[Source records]

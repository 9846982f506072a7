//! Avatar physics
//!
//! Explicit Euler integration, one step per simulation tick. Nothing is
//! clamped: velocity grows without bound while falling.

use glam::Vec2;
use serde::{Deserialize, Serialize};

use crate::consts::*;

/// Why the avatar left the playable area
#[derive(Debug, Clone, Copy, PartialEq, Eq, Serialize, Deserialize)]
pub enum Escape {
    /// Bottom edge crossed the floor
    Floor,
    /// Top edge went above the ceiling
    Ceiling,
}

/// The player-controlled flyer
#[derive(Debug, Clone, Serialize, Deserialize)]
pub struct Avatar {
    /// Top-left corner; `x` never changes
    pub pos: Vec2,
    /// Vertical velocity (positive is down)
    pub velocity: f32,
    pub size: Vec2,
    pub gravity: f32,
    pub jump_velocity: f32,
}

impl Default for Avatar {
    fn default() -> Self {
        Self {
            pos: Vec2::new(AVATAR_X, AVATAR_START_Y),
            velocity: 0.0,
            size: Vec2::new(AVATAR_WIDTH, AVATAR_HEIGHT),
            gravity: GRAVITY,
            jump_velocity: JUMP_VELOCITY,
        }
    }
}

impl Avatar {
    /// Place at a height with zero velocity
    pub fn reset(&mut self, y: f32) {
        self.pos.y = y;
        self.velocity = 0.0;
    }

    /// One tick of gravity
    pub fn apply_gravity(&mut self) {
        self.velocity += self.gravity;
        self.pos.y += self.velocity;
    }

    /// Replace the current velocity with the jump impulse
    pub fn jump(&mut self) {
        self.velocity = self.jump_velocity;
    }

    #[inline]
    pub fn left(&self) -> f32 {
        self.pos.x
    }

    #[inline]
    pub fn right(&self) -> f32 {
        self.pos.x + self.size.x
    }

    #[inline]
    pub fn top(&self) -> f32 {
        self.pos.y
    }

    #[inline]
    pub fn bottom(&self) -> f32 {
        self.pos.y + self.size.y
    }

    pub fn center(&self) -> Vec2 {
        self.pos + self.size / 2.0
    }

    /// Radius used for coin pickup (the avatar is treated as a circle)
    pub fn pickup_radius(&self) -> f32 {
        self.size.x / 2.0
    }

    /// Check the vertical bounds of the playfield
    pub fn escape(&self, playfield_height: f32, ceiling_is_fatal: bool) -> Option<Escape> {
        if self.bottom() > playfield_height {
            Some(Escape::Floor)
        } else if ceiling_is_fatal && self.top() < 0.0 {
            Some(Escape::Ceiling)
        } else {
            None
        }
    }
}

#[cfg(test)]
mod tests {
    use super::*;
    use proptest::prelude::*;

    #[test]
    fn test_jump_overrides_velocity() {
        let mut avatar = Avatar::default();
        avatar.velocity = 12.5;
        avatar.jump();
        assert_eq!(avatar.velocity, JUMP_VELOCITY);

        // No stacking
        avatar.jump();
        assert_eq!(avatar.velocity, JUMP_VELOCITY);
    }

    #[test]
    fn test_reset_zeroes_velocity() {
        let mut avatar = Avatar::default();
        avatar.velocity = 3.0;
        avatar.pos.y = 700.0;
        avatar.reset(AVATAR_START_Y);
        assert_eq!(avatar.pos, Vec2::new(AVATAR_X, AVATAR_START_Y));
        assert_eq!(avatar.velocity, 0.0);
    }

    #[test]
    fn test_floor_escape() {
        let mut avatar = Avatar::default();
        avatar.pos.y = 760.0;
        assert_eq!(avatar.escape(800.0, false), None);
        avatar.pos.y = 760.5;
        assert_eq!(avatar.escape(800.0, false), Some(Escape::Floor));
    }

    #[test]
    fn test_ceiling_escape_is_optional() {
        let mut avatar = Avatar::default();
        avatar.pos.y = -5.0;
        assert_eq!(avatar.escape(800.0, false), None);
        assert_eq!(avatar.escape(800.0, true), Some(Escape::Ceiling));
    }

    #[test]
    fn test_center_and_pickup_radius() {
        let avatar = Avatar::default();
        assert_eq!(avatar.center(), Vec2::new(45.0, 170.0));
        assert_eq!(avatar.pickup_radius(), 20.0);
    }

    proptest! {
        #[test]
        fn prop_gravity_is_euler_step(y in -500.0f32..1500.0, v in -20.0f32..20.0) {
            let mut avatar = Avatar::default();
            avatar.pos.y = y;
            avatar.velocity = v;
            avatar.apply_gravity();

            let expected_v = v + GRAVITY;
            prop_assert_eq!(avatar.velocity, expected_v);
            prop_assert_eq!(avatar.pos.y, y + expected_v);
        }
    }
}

[What you have to do]
Copy task for the entries above: every line with the string "edge".

[Result of this exercise]
    /// Bottom edge crossed the floor
    /// Top edge went above the ceiling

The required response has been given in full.